RECORDS FOR THE EXERCISE: Begin

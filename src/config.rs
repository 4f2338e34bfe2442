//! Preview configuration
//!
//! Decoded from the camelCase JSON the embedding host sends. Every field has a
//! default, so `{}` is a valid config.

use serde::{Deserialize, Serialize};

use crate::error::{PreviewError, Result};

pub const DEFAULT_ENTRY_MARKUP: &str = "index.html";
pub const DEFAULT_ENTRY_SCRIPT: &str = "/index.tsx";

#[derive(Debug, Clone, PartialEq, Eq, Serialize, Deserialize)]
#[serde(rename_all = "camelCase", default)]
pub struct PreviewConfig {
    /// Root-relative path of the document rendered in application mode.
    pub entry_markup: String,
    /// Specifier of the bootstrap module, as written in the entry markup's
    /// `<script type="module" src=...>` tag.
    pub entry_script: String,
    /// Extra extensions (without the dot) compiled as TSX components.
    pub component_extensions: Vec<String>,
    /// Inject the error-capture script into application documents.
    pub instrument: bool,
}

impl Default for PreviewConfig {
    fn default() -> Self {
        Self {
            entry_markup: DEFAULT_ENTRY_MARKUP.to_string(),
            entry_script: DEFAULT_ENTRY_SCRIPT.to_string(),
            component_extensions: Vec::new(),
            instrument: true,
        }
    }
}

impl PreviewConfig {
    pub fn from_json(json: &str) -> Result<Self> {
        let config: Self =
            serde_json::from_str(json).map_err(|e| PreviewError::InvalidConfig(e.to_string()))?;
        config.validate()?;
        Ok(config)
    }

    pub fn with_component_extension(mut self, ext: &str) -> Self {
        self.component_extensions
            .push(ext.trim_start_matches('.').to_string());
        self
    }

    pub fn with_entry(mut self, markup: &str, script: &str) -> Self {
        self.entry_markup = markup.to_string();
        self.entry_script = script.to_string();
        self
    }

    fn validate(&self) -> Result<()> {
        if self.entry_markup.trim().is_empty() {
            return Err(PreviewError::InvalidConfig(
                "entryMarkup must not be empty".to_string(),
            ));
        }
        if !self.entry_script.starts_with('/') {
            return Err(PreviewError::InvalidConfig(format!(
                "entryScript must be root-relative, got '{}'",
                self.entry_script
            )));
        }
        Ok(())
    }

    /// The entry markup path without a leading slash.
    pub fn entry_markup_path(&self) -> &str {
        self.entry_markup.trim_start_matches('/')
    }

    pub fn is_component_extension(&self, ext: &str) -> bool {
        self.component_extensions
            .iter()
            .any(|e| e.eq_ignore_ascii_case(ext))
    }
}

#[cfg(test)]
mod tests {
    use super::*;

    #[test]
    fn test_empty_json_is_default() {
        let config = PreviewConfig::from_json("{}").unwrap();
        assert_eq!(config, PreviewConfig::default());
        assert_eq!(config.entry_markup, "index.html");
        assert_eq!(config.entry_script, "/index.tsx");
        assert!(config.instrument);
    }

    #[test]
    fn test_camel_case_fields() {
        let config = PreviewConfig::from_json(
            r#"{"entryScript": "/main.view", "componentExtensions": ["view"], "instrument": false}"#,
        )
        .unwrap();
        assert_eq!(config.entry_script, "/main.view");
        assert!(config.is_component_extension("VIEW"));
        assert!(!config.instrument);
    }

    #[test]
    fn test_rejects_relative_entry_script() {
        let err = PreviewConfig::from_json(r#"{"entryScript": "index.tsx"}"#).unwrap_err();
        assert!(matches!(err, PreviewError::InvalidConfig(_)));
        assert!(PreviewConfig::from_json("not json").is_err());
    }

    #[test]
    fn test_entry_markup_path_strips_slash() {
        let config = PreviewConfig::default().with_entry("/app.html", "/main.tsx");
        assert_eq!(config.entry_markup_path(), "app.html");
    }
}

RECORDS FOR THE EXERCISE: End

Word for word, set down each line of the material.

filename src/config.rs
repository 4f2338e34bfe2442
//! Preview configuration
//!
//! Decoded from the camelCase JSON the embedding host sends. Every field has a
//! default, so `{}` is a valid config.

use serde::{Deserialize, Serialize};

use crate::error::{PreviewError, Result};

pub const DEFAULT_ENTRY_MARKUP: &str = "index.html";
pub const DEFAULT_ENTRY_SCRIPT: &str = "/index.tsx";

#[derive(Debug, Clone, PartialEq, Eq, Serialize, Deserialize)]
#[serde(rename_all = "camelCase", default)]
pub struct PreviewConfig {
    /// Root-relative path of the document rendered in application mode.
    pub entry_markup: String,
    /// Specifier of the bootstrap module, as written in the entry markup's
    /// `<script type="module" src=...>` tag.
    pub entry_script: String,
    /// Extra extensions (without the dot) compiled as TSX components.
    pub component_extensions: Vec<String>,
    /// Inject the error-capture script into application documents.
    pub instrument: bool,
}

impl Default for PreviewConfig {
    fn default() -> Self {
        Self {
            entry_markup: DEFAULT_ENTRY_MARKUP.to_string(),
            entry_script: DEFAULT_ENTRY_SCRIPT.to_string(),
            component_extensions: Vec::new(),
            instrument: true,
        }
    }
}

impl PreviewConfig {
    pub fn from_json(json: &str) -> Result<Self> {
        let config: Self =
            serde_json::from_str(json).map_err(|e| PreviewError::InvalidConfig(e.to_string()))?;
        config.validate()?;
        Ok(config)
    }

    pub fn with_component_extension(mut self, ext: &str) -> Self {
        self.component_extensions
            .push(ext.trim_start_matches('.').to_string());
        self
    }

    pub fn with_entry(mut self, markup: &str, script: &str) -> Self {
        self.entry_markup = markup.to_string();
        self.entry_script = script.to_string();
        self
    }

    fn validate(&self) -> Result<()> {
        if self.entry_markup.trim().is_empty() {
            return Err(PreviewError::InvalidConfig(
                "entryMarkup must not be empty".to_string(),
            ));
        }
        if !self.entry_script.starts_with('/') {
            return Err(PreviewError::InvalidConfig(format!(
                "entryScript must be root-relative, got '{}'",
                self.entry_script
            )));
        }
        Ok(())
    }

    /// The entry markup path without a leading slash.
    pub fn entry_markup_path(&self) -> &str {
        self.entry_markup.trim_start_matches('/')
    }

    pub fn is_component_extension(&self, ext: &str) -> bool {
        self.component_extensions
            .iter()
            .any(|e| e.eq_ignore_ascii_case(ext))
    }
}

#[cfg(test)]
mod tests {
    use super::*;

    #[test]
    fn test_empty_json_is_default() {
        let config = PreviewConfig::from_json("{}").unwrap();
        assert_eq!(config, PreviewConfig::default());
        assert_eq!(config.entry_markup, "index.html");
        assert_eq!(config.entry_script, "/index.tsx");
        assert!(config.instrument);
    }

    #[test]
    fn test_camel_case_fields() {
        let config = PreviewConfig::from_json(
            r#"{"entryScript": "/main.view", "componentExtensions": ["view"], "instrument": false}"#,
        )
        .unwrap();
        assert_eq!(config.entry_script, "/main.view");
        assert!(config.is_component_extension("VIEW"));
        assert!(!config.instrument);
    }

    #[test]
    fn test_rejects_relative_entry_script() {
        let err = PreviewConfig::from_json(r#"{"entryScript": "index.tsx"}"#).unwrap_err();
        assert!(matches!(err, PreviewError::InvalidConfig(_)));
        assert!(PreviewConfig::from_json("not json").is_err());
    }

    #[test]
    fn test_entry_markup_path_strips_slash() {
        let config = PreviewConfig::default().with_entry("/app.html", "/main.tsx");
        assert_eq!(config.entry_markup_path(), "app.html");
    }
}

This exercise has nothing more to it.